You were a teacher and coach for three decades. What inspired your career change and why gardening?
My husband Jeff and I started teaching at Brunswick School in Greenwich, Connecticut right after we graduated from UVA in the early 80's. We had spent a bit over 30 years there and it had been a wonderful experience. It was just time for a change. It wasn't time to retire, though, and I thought it would be great to make money doing what I love to do. I have loved gardening for years, and in my last years of teaching Spanish at Brunswick, I worked with a gardening company on Saturdays so that I could understand how a business like that would operate.
What is the most rewarding aspect of creating your own business?

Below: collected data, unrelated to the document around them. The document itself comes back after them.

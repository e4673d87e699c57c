//! OBS Actuator (C8).
//!
//! Debounces health transitions into OBS scene switches with two
//! cancellable timers, so a brief reversal inside the debounce window
//! produces no actuation (§4.8).

use std::sync::atomic::{AtomicBool, Ordering};
use std::sync::Arc;
use std::time::Duration;

use tokio::sync::Mutex;
use tokio::task::JoinHandle;

use fieldmux_common::models::HealthState;

/// Connection to an OBS Studio instance. The production client dials
/// obs-websocket; a connectivity failure there is non-fatal (§4.8) so
/// this trait's default implementation simply never connects and the
/// actuator continues tracking logical state without emitting calls.
pub trait ObsClient: Send + Sync {
    fn switch_scene(&self, scene: &str);
    fn set_source_visible(&self, scene: &str, source: &str, visible: bool);
    fn is_connected(&self) -> bool;
}

/// No-op client used when no real OBS connection is configured or the
/// connection attempt failed.
pub struct DisconnectedObsClient;

impl ObsClient for DisconnectedObsClient {
    fn switch_scene(&self, scene: &str) {
        tracing::debug!(scene, "obs switch_scene called on disconnected client, ignoring");
    }

    fn set_source_visible(&self, scene: &str, source: &str, visible: bool) {
        tracing::debug!(scene, source, visible, "obs set_source_visible called on disconnected client, ignoring");
    }

    fn is_connected(&self) -> bool {
        false
    }
}

#[derive(Debug, Clone)]
pub struct ObsConfig {
    pub scene_live: String,
    pub scene_brb: String,
    pub fallback_delay: Duration,
    pub recovery_delay: Duration,
}

impl Default for ObsConfig {
    fn default() -> Self {
        Self {
            scene_live: "LIVE".to_string(),
            scene_brb: "BRB".to_string(),
            fallback_delay: Duration::from_secs(3),
            recovery_delay: Duration::from_secs(5),
        }
    }
}

#[derive(Debug, Clone, Copy, PartialEq)]
pub struct ObsStatus {
    pub connected: bool,
    pub in_fallback: bool,
}

pub struct ObsActuator {
    config: ObsConfig,
    client: Arc<dyn ObsClient>,
    in_fallback: Arc<AtomicBool>,
    fallback_timer: Mutex<Option<JoinHandle<()>>>,
    recovery_timer: Mutex<Option<JoinHandle<()>>>,
}

impl ObsActuator {
    pub fn new(config: ObsConfig, client: Arc<dyn ObsClient>) -> Self {
        Self {
            config,
            client,
            in_fallback: Arc::new(AtomicBool::new(false)),
            fallback_timer: Mutex::new(None),
            recovery_timer: Mutex::new(None),
        }
    }

    pub fn from_config(config: ObsConfig) -> Self {
        Self::new(config, Arc::new(DisconnectedObsClient))
    }

    pub fn is_in_fallback(&self) -> bool {
        self.in_fallback.load(Ordering::SeqCst)
    }

    pub fn status(&self) -> ObsStatus {
        ObsStatus {
            connected: self.client.is_connected(),
            in_fallback: self.is_in_fallback(),
        }
    }

    /// React to a health-state transition reported by the health monitor.
    pub async fn on_transition(&self, streamer_id: &str, new_state: HealthState) {
        match new_state {
            HealthState::Critical | HealthState::Down => self.enter_fallback_path(streamer_id).await,
            HealthState::Healthy | HealthState::Degraded => self.enter_recovery_path(streamer_id).await,
        }
    }

    async fn enter_fallback_path(&self, streamer_id: &str) {
        let mut recovery = self.recovery_timer.lock().await;
        if let Some(handle) = recovery.take() {
            handle.abort();
        }
        drop(recovery);

        let mut fallback = self.fallback_timer.lock().await;
        if self.is_in_fallback() || fallback.is_some() {
            return;
        }

        let client = self.client.clone();
        let in_fallback = self.in_fallback.clone();
        let scene = self.config.scene_brb.clone();
        let delay = self.config.fallback_delay;
        let streamer_id = streamer_id.to_string();
        *fallback = Some(tokio::spawn(async move {
            tokio::time::sleep(delay).await;
            client.switch_scene(&scene);
            in_fallback.store(true, Ordering::SeqCst);
            tracing::warn!(streamer_id, scene, "obs fallback engaged");
        }));
    }

    async fn enter_recovery_path(&self, streamer_id: &str) {
        let mut fallback = self.fallback_timer.lock().await;
        if let Some(handle) = fallback.take() {
            handle.abort();
        }
        drop(fallback);

        let mut recovery = self.recovery_timer.lock().await;
        if !self.is_in_fallback() || recovery.is_some() {
            return;
        }

        let client = self.client.clone();
        let in_fallback = self.in_fallback.clone();
        let scene = self.config.scene_live.clone();
        let delay = self.config.recovery_delay;
        let streamer_id = streamer_id.to_string();
        *recovery = Some(tokio::spawn(async move {
            tokio::time::sleep(delay).await;
            client.switch_scene(&scene);
            in_fallback.store(false, Ordering::SeqCst);
            tracing::info!(streamer_id, scene, "obs recovery complete");
        }));
    }

    pub fn set_source_visible(&self, scene: &str, source: &str, visible: bool) {
        self.client.set_source_visible(scene, source, visible);
    }
}
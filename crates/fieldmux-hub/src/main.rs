//! fieldmux control plane
//!
//! Single binary that runs:
//! - bonded SRT ingest, RTMP relay supervision, and health/OBS actuation
//!   for every connected field agent
//! - a WebSocket endpoint for field agents (`/ws/field/{streamer_id}`)
//! - a WebSocket endpoint for dashboard subscribers (`/ws/dashboard`)
//! - a liveness check (`/healthz`)

use axum::Router;
use tower_http::cors::CorsLayer;
use tower_http::trace::TraceLayer;
use tracing_subscriber::EnvFilter;

use fieldmux_hub::config::Config;
use fieldmux_hub::state::AppState;
use fieldmux_hub::{api, db, ws_dashboard, ws_field};

#[tokio::main]
async fn main() -> anyhow::Result<()> {
    // ── Logging ─────────────────────────────────────────────────
    tracing_subscriber::fmt()
        .with_env_filter(
            EnvFilter::try_from_default_env().unwrap_or_else(|_| EnvFilter::new("info")),
        )
        .init();

    // ── Configuration ───────────────────────────────────────────
    let config = Config::load()?;

    // ── Database ────────────────────────────────────────────────
    let pool = db::connect(&config.database.path).await?;
    db::migrate(&pool).await?;

    // ── Shared state ────────────────────────────────────────────
    let addr = format!("{}:{}", config.dashboard.host, config.dashboard.port);
    let state = AppState::new(pool, config);

    // ── Router ──────────────────────────────────────────────────
    let app = Router::new()
        .merge(api::router())
        .route("/ws/field/{streamer_id}", axum::routing::get(ws_field::handler))
        .route("/ws/dashboard", axum::routing::get(ws_dashboard::handler))
        .layer(TraceLayer::new_for_http())
        .layer(CorsLayer::permissive())
        .with_state(state);

    // ── Listen ──────────────────────────────────────────────────
    tracing::info!(addr, "fieldmux-hub listening");
    let listener = tokio::net::TcpListener::bind(&addr).await?;
    axum::serve(listener, app).await?;

    Ok(())
}
//! Shared types for the fieldmux control plane.
//!
//! This crate contains:
//! - **Protocol messages** — the field→hub envelope and hub→dashboard events
//! - **Data model** — streamer records, live snapshots, and their sub-fields
//! - **ID generation** — streamer IDs and write/read credential tokens

pub mod ids;
pub mod models;
pub mod protocol;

I have to give you three aspects that are particular to our business: One is the team of talented gardeners (seven now) I have assembled and how wonderful it is to work with them. The second is client relations. We stick with clients who appreciate what we do, which makes it so rewarding to do well. And the third is hanging out in gardens that we have worked to make beautiful. Best office space I have found! But in terms of creating your own business, ANY business, and watching it come alive as you work with it-- I compare it to a sport. It's multi-faceted and you get better as you put more time into it. A team forms and if you think of getting a new client as 'winning', that's great, but what's even better is just getting to do something you love. Back in the day it was team sports at SSSAS and in college, then lots of years of tennis. Running my business feels like my new sport. And in my case, it's actually pretty physical.
What is more difficult: teaching or creating your own business?
In the case of my business, there is much less stress. When you teach at a really good school like Brunswick or SSSAS, there is a high standard to maintain in terms of professional standards and growth. Our motto for LH Gardens is 'We like to fuss with your flowers'. We do the very best we can to make each garden shine, but as you can imagine, there is not quite so much pressure there. You always want to do your best, but gardens are less important to oversee than young people. That being said, I am putting every bit as much time in as I did teaching, and of course much more in the summer!
What do you love most about being a part of the SSSAS community?
I like that even though I am getting rather ancient, the older AND current people at SSSAS still seem interested in me, and I certainly am interested in them! There is a bond over the years and experiences, even if the specific years and experiences didn't overlap. I am currently working with the Athletic Hall of Fame Committee, and I really appreciate how there is respect among the generations and current employees, too. It's a special place, and alumni participation is so valued and welcome, whether it's in the form of a donation or just being connected.